### [TASK TO COMPLETE]
For each line below that contains the string "funds", copy that line.

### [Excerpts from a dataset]
__________________________________________________

//! Deposit, withdrawal and transfer requests

use bitstamp_auth::Params;

use super::{Operation, OperationRequest};

impl OperationRequest {
    /// Pending withdrawal requests within the last `timedelta` seconds
    pub fn withdrawal_requests(timedelta: Option<u64>) -> Self {
        Self::new(Operation::WithdrawalRequests).param_opt("timedelta", timedelta)
    }

    /// Withdraw bitcoin
    pub fn bitcoin_withdrawal(amount: impl ToString, address: impl ToString, instant: bool) -> Self {
        Self::new(Operation::BitcoinWithdrawal)
            .param("amount", amount)
            .param("address", address)
            .param("instant", instant)
    }

    /// Withdraw litecoin
    pub fn litecoin_withdrawal(amount: impl ToString, address: impl ToString) -> Self {
        Self::new(Operation::LitecoinWithdrawal)
            .param("amount", amount)
            .param("address", address)
    }

    /// Withdraw ether
    pub fn ethereum_withdrawal(amount: impl ToString, address: impl ToString) -> Self {
        Self::new(Operation::EthereumWithdrawal)
            .param("amount", amount)
            .param("address", address)
    }

    /// Withdraw over the ripple gateway
    pub fn ripple_withdrawal(
        amount: impl ToString,
        address: impl ToString,
        currency: impl ToString,
    ) -> Self {
        Self::new(Operation::RippleWithdrawal)
            .param("amount", amount)
            .param("address", address)
            .param("currency", currency)
    }

    /// Withdraw XRP
    pub fn xrp_withdrawal(
        amount: impl ToString,
        address: impl ToString,
        destination_tag: Option<String>,
    ) -> Self {
        Self::new(Operation::XrpWithdrawal)
            .param("amount", amount)
            .param("address", address)
            .param_opt("destination_tag", destination_tag)
    }

    /// Move funds from a sub account to the main account
    pub fn transfer_sub_to_main(
        amount: impl ToString,
        currency: impl ToString,
        sub_account: Option<String>,
    ) -> Self {
        Self::new(Operation::TransferSubToMain)
            .param("amount", amount)
            .param("currency", currency)
            .param_opt("subAccount", sub_account)
    }

    /// Move funds from the main account to a sub account
    pub fn transfer_main_to_sub(
        amount: impl ToString,
        currency: impl ToString,
        sub_account: Option<String>,
    ) -> Self {
        Self::new(Operation::TransferMainToSub)
            .param("amount", amount)
            .param("currency", currency)
            .param_opt("subAccount", sub_account)
    }

    /// Open a bank withdrawal; the field set depends on the withdrawal type
    pub fn open_bank_withdrawal(params: Params) -> Self {
        Self::new(Operation::OpenBankWithdrawal).params(params)
    }

    /// Status of a bank withdrawal
    pub fn bank_withdrawal_status(id: impl ToString) -> Self {
        Self::new(Operation::BankWithdrawalStatus).param("id", id)
    }

    /// Cancel a bank withdrawal
    pub fn cancel_bank_withdrawal(id: impl ToString) -> Self {
        Self::new(Operation::CancelBankWithdrawal).param("id", id)
    }

    /// Create a liquidation address
    pub fn new_liquidation_address(liquidation_currency: impl ToString) -> Self {
        Self::new(Operation::NewLiquidationAddress)
            .param("liquidation_currency", liquidation_currency)
    }

    /// Deposits received on a liquidation address
    pub fn liquidation_address_info(address: Option<String>) -> Self {
        Self::new(Operation::LiquidationAddressInfo).param_opt("address", address)
    }
}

__________________________________________________

### [ANSWER SPACE]
    /// Move funds from a sub account to the main account
    /// Move funds from the main account to a sub account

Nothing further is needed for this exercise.